Objective. Matrix metalloprotemases (MMPs) are key players in the degradation of extracellular matrix and basement membranes, and are thus important in tumor invasion. Recently, MMP-26 (endometase), a novel matrilysin-type member of the MMP family, was cloned from an endometrial tumor. This study examines the expression of MMP-26 mRNA in hyperplastic, premalignant and malignant endometrial samples, and compares with normal endometrial tissue. Methods. Endometrial carcinoma samples (19) were histologically classified as well, intermediately and poorly differentiated. Samples with hyperplasia (n = 15) were classified as simple, complex, or complex with atypia. Normal endometrial specimens (n = 39) were classified according to an ideal 28-day menstrual cycle and subsequently grouped in the early, middle, and late parts of the cycle. All samples were analyzed using in situ hybridization and real time PCR. The probes used for in situ hybridization and real time PCR recognized non-overlapping sequences. MMP-26 protein was localized by immunohistochemistry. Results. MMP-26 mRNA was exclusively localized in the epithelial component of normal, hyperplastic, premalignant, as well as malignant samples. It was not found in the stroma of any tissue category. Quantifications with real time PCR as well as semi-quantifications of the in situ hybridization signal revealed maximal levels in normal tissue at midcycle and in endometrial hyperplasia both with and without atypia. The amount of MMP-26 mRNA decreased progressively with loss of histological differentiation in malignant samples. Immunostaining localized MMP-26 in epithelial glandular and luminal cells, in vessel walls, and in tumor cells. Since the pattern of MMP-26 expression mimicked that of ER-alpha, we searched the MMP-26 promoter region for a potential estrogen response element (ERE). A sequence at position - 130 to - 116 had high homology to the consensus sequence of an ERE. Based on these observations, we suggest that ER-alpha is involved in regulation of the MMP-26 gene.
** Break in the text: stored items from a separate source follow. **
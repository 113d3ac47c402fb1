//! Validation state of a single form field

use derive_more::derive::Display;

/// A rule over the field content alone
pub type Predicate = fn(&str) -> bool;

/// A rule over the field content and the live value of another field
pub type DependentPredicate = fn(&str, &str) -> bool;

/// Where a field stands in its lifecycle.
///
/// A field starts `UntouchedInvalid`, a blur moves it to one of the touched
/// states for good, and only a reset brings it back.
#[derive(Debug, Clone, Copy, PartialEq, Eq, Hash, Display)]
pub enum FieldStatus {
    #[display("untouched, invalid")]
    UntouchedInvalid,
    #[display("untouched, valid")]
    UntouchedValid,
    #[display("invalid")]
    TouchedInvalid,
    #[display("valid")]
    TouchedValid,
}

impl FieldStatus {
    fn new(touched: bool, valid: bool) -> Self {
        match (touched, valid) {
            (false, false) => FieldStatus::UntouchedInvalid,
            (false, true) => FieldStatus::UntouchedValid,
            (true, false) => FieldStatus::TouchedInvalid,
            (true, true) => FieldStatus::TouchedValid,
        }
    }

    /// Only a touched, invalid field reports an error
    pub fn has_error(self) -> bool {
        self == FieldStatus::TouchedInvalid
    }
}

/// The value and touched flag of one field, together with the rule its
/// value is checked against.
///
/// Validity is never stored: it is recomputed from the current value at
/// every read.
#[derive(Debug, Clone)]
pub struct FieldValidator<P> {
    value: String,
    touched: bool,
    predicate: P,
}

impl<P> FieldValidator<P> {
    /// Creates an empty, untouched field checked by `predicate`
    pub fn new(predicate: P) -> Self {
        Self {
            value: String::new(),
            touched: false,
            predicate,
        }
    }

    /// Replaces the content. The touched flag is left as is.
    pub fn on_change(&mut self, value: impl Into<String>) {
        self.value = value.into();
    }

    /// The field lost focus
    pub fn on_blur(&mut self) {
        self.touched = true;
    }

    pub fn reset(&mut self) {
        self.value.clear();
        self.touched = false;
    }

    pub fn value(&self) -> &str {
        &self.value
    }

    pub fn is_touched(&self) -> bool {
        self.touched
    }

    fn status_with(&self, valid: bool) -> FieldStatus {
        FieldStatus::new(self.touched, valid)
    }
}

impl<P> FieldValidator<P>
where
    P: Fn(&str) -> bool,
{
    pub fn is_valid(&self) -> bool {
        (self.predicate)(&self.value)
    }

    pub fn has_error(&self) -> bool {
        self.status().has_error()
    }

    pub fn status(&self) -> FieldStatus {
        self.status_with(self.is_valid())
    }
}

/// Fields whose rule reads another field. The other field's value is passed
/// in at each read so the result always follows its latest content.
impl<P> FieldValidator<P>
where
    P: Fn(&str, &str) -> bool,
{
    pub fn is_valid_against(&self, dependency: &str) -> bool {
        (self.predicate)(&self.value, dependency)
    }

    pub fn has_error_against(&self, dependency: &str) -> bool {
        self.status_against(dependency).has_error()
    }

    pub fn status_against(&self, dependency: &str) -> FieldStatus {
        self.status_with(self.is_valid_against(dependency))
    }
}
Conclusions. MMP-26 mRNA is selectively localized in the epithelial compartment of normal, hyperplastic, and malignant endometrial tissue. Expression is high in normal and hyperplastic endometria, but is downregulated in the late part of the cycle and in malignant tumors. The expression pattern of MMP-26 mRNA mimics that of ER-alpha, and the promoter region of the MMP-26 gene has a potential ERE. (C) 2004 Elsevier Inc. All rights reserved.